© JUNGE FREIHEIT Verlag GmbH & Co. www.jungefreiheit.de 21/07 18. Mai 2007

Kritik an Umgestaltung wächst
Marine-Ehrenmal: Historiker sammelt Unterschriften gegen Opern-Aufführung
Hans-Joachim von Leesen

Es rumort im Deutschen Marinebund, seitdem bekannt wurde, nicht zuletzt durch die Veröffentlichungen in der JUNGEN FREIHEIT (JF 13/07), daß das vom Deutschen Marinebund errichtete und ihm gehörende Marine-Ehrenmal Laboe einer Konzertagentur zur Aufführung der Verdi-Oper "Nabucco" zur Verfügung gestellt worden ist. Am 12. August sollen auf dem Gelände des Ehrenmals Hunderte von Solisten, Chorsängern, Statisten, Orchestermitgliedern die Oper vor möglichst zahlreichem Publikum darbieten, und der Deutsche Marinebund erhofft sich einen Anteil der Erlöse aus dem Kartenverkauf.

Das Ehrenmal ist seit 1994, als man begann, es zu verändern, im Gerede. Seitdem man 1925 begonnen hatte, das imposante Bauwerk an der Kieler Förde zu planen, zu bauen und zu unterhalten, hatte es nie einen Zweifel über den Sinn gegeben: Es sollte die gefallenen Soldaten der Kaiserlichen und später auch der Kriegsmarine ehren und den Angehörigen Gelegenheit geben, ihrer Toten zu gedenken. Selbst die britische Militärregierung erklärte 1946, das Marine-Ehrenmal verherrliche nicht den Krieg und den Geist des Angriffs, sondern solle nur ein "Tribut an die im Dienste des Landes gefallenen Angehörigen der Marine" sein, und sah von der Zerstörung ab.

1994 begannen die ersten Bemühungen, um das Marine Ehrenmal zeitgeistgemäß umzugestalten. Im Zentrum sollte nicht mehr allein die Erinnerung an die deutschen Gefallenen stehen. 1996 konnte dann die umgestaltete "Gedenkstätte deutsche Marine" der Öffentlichkeit übergeben werden. Nunmehr ist ihr Hauptsinn, aller auf See Gebliebenen aller Nationen zu gedenken.

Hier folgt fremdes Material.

//! EdgeWorker versions
//!
//! A version is an immutable code bundle uploaded under an EdgeWorker ID.
//! The bundle travels as gzipped tar bytes; everything else is JSON.

use crate::client::Client;
use crate::error::{Error, Result};
use crate::validation::ValidationErrors;
use reqwest::{Method, StatusCode};
use serde::{Deserialize, Serialize};
use tracing::debug;

const OP_GET_VERSION: &str = "getting version";
const OP_LIST_VERSIONS: &str = "listing versions";
const OP_GET_VERSION_CONTENT: &str = "getting version content";
const OP_CREATE_VERSION: &str = "creating version";
const OP_DELETE_VERSION: &str = "deleting version";

const BUNDLE_CONTENT_TYPE: &str = "application/gzip";

/// A version record.
#[derive(Debug, Clone, Default, PartialEq, Eq, Serialize, Deserialize)]
#[serde(default, rename_all = "camelCase")]
pub struct EdgeWorkerVersion {
    /// EdgeWorker the version belongs to
    pub edge_worker_id: i64,
    /// Version string
    pub version: String,
    /// Account the EdgeWorker belongs to
    pub account_id: String,
    /// Bundle checksum
    pub checksum: String,
    /// Upload sequence number
    pub sequence_number: i64,
    /// User that uploaded the version
    pub created_by: String,
    /// Upload time, ISO-8601
    pub created_time: String,
}

/// Code bundle bytes (a gzipped tar archive).
#[derive(Debug, Clone, Default, PartialEq, Eq)]
pub struct Bundle(pub Vec<u8>);

impl Bundle {
    /// Bundle size in bytes.
    #[must_use]
    pub fn len(&self) -> usize {
        self.0.len()
    }

    /// Whether the bundle holds no bytes.
    #[must_use]
    pub fn is_empty(&self) -> bool {
        self.0.is_empty()
    }
}

impl From<Vec<u8>> for Bundle {
    fn from(bytes: Vec<u8>) -> Self {
        Self(bytes)
    }
}

/// Parameters identifying one version of one EdgeWorker.
#[derive(Debug, Clone, Default, PartialEq, Eq)]
pub struct VersionRequest {
    /// EdgeWorker the version belongs to
    pub edgeworker_id: i64,
    /// Version string
    pub version: String,
}

/// Parameters for listing versions.
#[derive(Debug, Clone, Default, PartialEq, Eq)]
pub struct ListVersionsRequest {
    /// EdgeWorker to list versions for
    pub edgeworker_id: i64,
}

/// Response of the version listing.
#[derive(Debug, Clone, Default, PartialEq, Eq, Serialize, Deserialize)]
pub struct ListVersionsResponse {
    /// Uploaded versions
    pub versions: Vec<EdgeWorkerVersion>,
}

/// Parameters for uploading a new version bundle.
#[derive(Debug, Clone, Default, PartialEq, Eq)]
pub struct CreateVersionRequest {
    /// EdgeWorker to upload under
    pub edgeworker_id: i64,
    /// Gzipped tar bundle
    pub content_bundle: Bundle,
}

impl VersionRequest {
    /// Validate the request.
    pub fn validate(&self) -> std::result::Result<(), ValidationErrors> {
        let mut errors = ValidationErrors::new();
        errors.require_id("edgeworker_id", self.edgeworker_id);
        errors.require_str("version", &self.version);
        errors.finish()
    }
}

impl ListVersionsRequest {
    /// Validate the request.
    pub fn validate(&self) -> std::result::Result<(), ValidationErrors> {
        let mut errors = ValidationErrors::new();
        errors.require_id("edgeworker_id", self.edgeworker_id);
        errors.finish()
    }
}

impl CreateVersionRequest {
    /// Validate the request.
    pub fn validate(&self) -> std::result::Result<(), ValidationErrors> {
        let mut errors = ValidationErrors::new();
        errors.require_id("edgeworker_id", self.edgeworker_id);
        if self.content_bundle.is_empty() {
            errors.add("content_bundle", "cannot be blank");
        }
        errors.finish()
    }
}

/// Versions API.
#[derive(Clone)]
pub struct VersionsApi {
    client: Client,
}

impl VersionsApi {
    pub(crate) fn new(client: Client) -> Self {
        Self { client }
    }

    /// Fetch a version record.
    ///
    /// GET `/edgeworkers/v1/ids/{id}/versions/{version}`
    pub async fn get(&self, params: VersionRequest) -> Result<EdgeWorkerVersion> {
        debug!("get version");
        params
            .validate()
            .map_err(|errors| Error::validation(OP_GET_VERSION, errors))?;

        let path = format!(
            "/edgeworkers/v1/ids/{}/versions/{}",
            params.edgeworker_id, params.version
        );
        self.client
            .get_json(OP_GET_VERSION, &path, StatusCode::OK)
            .await
    }

    /// List the versions uploaded under an EdgeWorker.
    ///
    /// GET `/edgeworkers/v1/ids/{id}/versions`
    pub async fn list(&self, params: ListVersionsRequest) -> Result<ListVersionsResponse> {
        debug!("list versions");
        params
            .validate()
            .map_err(|errors| Error::validation(OP_LIST_VERSIONS, errors))?;

        let path = format!("/edgeworkers/v1/ids/{}/versions", params.edgeworker_id);
        self.client
            .get_json(OP_LIST_VERSIONS, &path, StatusCode::OK)
            .await
    }

    /// Download the code bundle of a version.
    ///
    /// GET `/edgeworkers/v1/ids/{id}/versions/{version}/content`
    pub async fn get_content(&self, params: VersionRequest) -> Result<Bundle> {
        debug!("get version content");
        params
            .validate()
            .map_err(|errors| Error::validation(OP_GET_VERSION_CONTENT, errors))?;

        let path = format!(
            "/edgeworkers/v1/ids/{}/versions/{}/content",
            params.edgeworker_id, params.version
        );
        self.client
            .get_bytes(OP_GET_VERSION_CONTENT, &path, StatusCode::OK)
            .await
            .map(Bundle)
    }

    /// Upload a new version bundle.
    ///
    /// POST `/edgeworkers/v1/ids/{id}/versions` with an `application/gzip`
    /// body, expects 201.
    pub async fn create(&self, params: CreateVersionRequest) -> Result<EdgeWorkerVersion> {
        debug!("create version");
        params
            .validate()
            .map_err(|errors| Error::validation(OP_CREATE_VERSION, errors))?;

        let path = format!("/edgeworkers/v1/ids/{}/versions", params.edgeworker_id);
        self.client
            .send_raw_json(
                OP_CREATE_VERSION,
                Method::POST,
                &path,
                params.content_bundle.0,
                BUNDLE_CONTENT_TYPE,
                StatusCode::CREATED,
            )
            .await
    }

    /// Delete a version.
    ///
    /// DELETE `/edgeworkers/v1/ids/{id}/versions/{version}`, expects 204.
    pub async fn delete(&self, params: VersionRequest) -> Result<()> {
        debug!("delete version");
        params
            .validate()
            .map_err(|errors| Error::validation(OP_DELETE_VERSION, errors))?;

        let path = format!(
            "/edgeworkers/v1/ids/{}/versions/{}",
            params.edgeworker_id, params.version
        );
        self.client
            .send_no_content(OP_DELETE_VERSION, Method::DELETE, &path, StatusCode::NO_CONTENT)
            .await
    }
}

Federführend für die Geschichtsmanipulation war ein "Beratender Historiker" beim Deutschen Marinebund, der Fregattenkapitän a.D. Dieter Hartwig (SPD), der ankündigte, die Umdeutung solle weitergehen. Dazu hatte er keine Gelegenheit mehr, da er überraschend aus dem Verein ausschied, wie man heute weiß, weil es zwischen dem Fregattenkapitän a.D. und dem neuen Präsidenten, dem Oberstabsbootsmann a.D. Karl Heid, zu Meinungsverschiedenheiten gekommen war.

Als jetzt bekannt wurde, daß auf dem Gelände des Marine- Ehrenmals ein großes Spektakel veranstaltet werden sollte, mehrte sich die Zahl der darüber Empörten, die darin eine Entweihung der Gedenkstätte sahen. Selbst Hartwig, der an herausragender Stelle tätig war, um den ersten Schritt zur Verfälschung des Ehrenmals zu tun, sah sich plötzlich in der Rolle des Zauberlehrlings, der die Woge der Banalisierung und des Mißbrauchs des Ehrenmals nicht mehr aufhalten kann.

Die Geister, die er rief, wird er nicht wieder los. Ausgerechnet er setzte nun eine Unterschriftensammlung in Gang, um die "willkürliche und entwürdigende kommerzielle Zwecknutzung" des Ehrenmals zu stoppen. Dabei stellte er zunächst seine eigenen Verdienste in den Vordergrund, sei es ihm doch angeblich gelungen, durch seine Umgestaltung dem Ehrenmal "durch eine zeitgemäße Ausgestaltung die ihm zustehende Achtung seitens der Öffentlichkeit und (vor allem) der Marine zurückzugeben" eine Verfälschung der Tatsachen, denn das Marine-Ehrenmal genoß in der Öffentlichkeit immer eine hohe Wertschätzung. Jetzt sieht er die Gefahr, daß "das Ehrenmal seines Gedenkstättencharakters" beraubt wird, indem es zu einer "Vergnügungsstätte" gemacht wird. "Und das bereitet mir schlaflose Nächte." Jetzt sammelt er Unterschriften, die er dem Marinebund-Präsidium vorlegen will mit der Forderung, die Aufführung der Oper abzusagen.

Innerhalb der Deutschen Marine gibt es jetzt Stimmen, die angesichts des Mißbrauchs des Ehrenmals als Vergnügungsstätte und der dadurch ausgelösten Protestwelle ein Auseinanderbrechen des Marinebundes befürchten.